■ DATASET ENTRIES:
= = = = =

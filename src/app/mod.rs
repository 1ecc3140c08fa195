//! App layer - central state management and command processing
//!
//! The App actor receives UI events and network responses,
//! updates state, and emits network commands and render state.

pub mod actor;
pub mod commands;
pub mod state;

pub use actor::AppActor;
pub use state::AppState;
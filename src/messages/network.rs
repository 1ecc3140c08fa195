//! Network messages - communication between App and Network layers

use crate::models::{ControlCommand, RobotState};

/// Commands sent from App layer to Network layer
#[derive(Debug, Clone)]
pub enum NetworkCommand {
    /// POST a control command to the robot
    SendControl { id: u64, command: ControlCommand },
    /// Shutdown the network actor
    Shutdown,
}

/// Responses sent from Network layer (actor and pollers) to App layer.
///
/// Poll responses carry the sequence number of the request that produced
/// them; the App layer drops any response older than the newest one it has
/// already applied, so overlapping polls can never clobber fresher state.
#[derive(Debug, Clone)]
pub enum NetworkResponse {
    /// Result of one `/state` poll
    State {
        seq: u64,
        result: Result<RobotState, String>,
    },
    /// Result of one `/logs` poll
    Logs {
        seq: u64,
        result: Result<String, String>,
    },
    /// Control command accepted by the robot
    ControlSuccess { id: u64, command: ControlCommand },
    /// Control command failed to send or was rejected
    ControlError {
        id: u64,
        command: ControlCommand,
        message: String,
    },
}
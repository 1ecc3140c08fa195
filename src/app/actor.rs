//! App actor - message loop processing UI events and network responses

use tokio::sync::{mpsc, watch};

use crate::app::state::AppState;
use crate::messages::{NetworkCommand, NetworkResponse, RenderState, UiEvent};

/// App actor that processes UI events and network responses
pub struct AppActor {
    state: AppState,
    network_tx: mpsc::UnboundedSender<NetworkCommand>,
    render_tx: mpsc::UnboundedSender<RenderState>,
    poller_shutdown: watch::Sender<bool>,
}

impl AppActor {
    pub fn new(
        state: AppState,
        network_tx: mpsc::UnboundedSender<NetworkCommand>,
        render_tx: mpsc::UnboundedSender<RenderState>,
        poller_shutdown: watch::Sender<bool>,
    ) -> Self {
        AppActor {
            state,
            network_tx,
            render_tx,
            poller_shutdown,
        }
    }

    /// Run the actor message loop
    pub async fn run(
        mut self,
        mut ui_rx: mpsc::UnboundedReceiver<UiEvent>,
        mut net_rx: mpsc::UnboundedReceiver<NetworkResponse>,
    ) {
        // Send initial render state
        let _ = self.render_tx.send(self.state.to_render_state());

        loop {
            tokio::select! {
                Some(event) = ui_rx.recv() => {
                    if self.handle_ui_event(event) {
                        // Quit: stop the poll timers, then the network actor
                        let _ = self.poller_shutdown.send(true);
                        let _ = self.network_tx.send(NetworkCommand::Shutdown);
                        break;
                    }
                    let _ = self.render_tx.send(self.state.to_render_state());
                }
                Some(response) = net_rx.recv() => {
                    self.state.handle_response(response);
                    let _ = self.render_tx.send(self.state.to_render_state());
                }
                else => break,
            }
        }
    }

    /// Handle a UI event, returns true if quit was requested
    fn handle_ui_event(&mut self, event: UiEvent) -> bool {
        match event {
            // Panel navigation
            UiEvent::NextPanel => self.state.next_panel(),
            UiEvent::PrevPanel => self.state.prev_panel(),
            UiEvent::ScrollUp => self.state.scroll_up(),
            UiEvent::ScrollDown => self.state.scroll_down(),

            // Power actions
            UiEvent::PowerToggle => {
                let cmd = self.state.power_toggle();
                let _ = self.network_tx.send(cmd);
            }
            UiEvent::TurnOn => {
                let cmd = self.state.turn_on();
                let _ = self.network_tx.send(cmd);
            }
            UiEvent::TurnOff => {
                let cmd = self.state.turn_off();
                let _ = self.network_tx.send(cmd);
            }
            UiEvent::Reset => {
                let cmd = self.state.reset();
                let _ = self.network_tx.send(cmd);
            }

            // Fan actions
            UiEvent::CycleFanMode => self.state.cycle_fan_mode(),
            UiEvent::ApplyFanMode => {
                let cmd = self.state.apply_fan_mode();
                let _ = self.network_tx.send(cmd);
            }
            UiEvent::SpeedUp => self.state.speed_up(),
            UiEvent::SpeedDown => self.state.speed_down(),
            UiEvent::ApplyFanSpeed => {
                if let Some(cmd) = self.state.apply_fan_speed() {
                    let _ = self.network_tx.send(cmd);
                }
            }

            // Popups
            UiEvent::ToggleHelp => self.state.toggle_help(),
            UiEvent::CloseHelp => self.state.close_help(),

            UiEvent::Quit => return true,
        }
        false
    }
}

= = = = =

■ PROBLEM DESCRIPTION: Out of the records above, pull each line containing the word "mpsc".

■ EXERCISE RESULT:
use tokio::sync::{mpsc, watch};
    network_tx: mpsc::UnboundedSender<NetworkCommand>,
    render_tx: mpsc::UnboundedSender<RenderState>,
        network_tx: mpsc::UnboundedSender<NetworkCommand>,
        render_tx: mpsc::UnboundedSender<RenderState>,
        mut ui_rx: mpsc::UnboundedReceiver<UiEvent>,
        mut net_rx: mpsc::UnboundedReceiver<NetworkResponse>,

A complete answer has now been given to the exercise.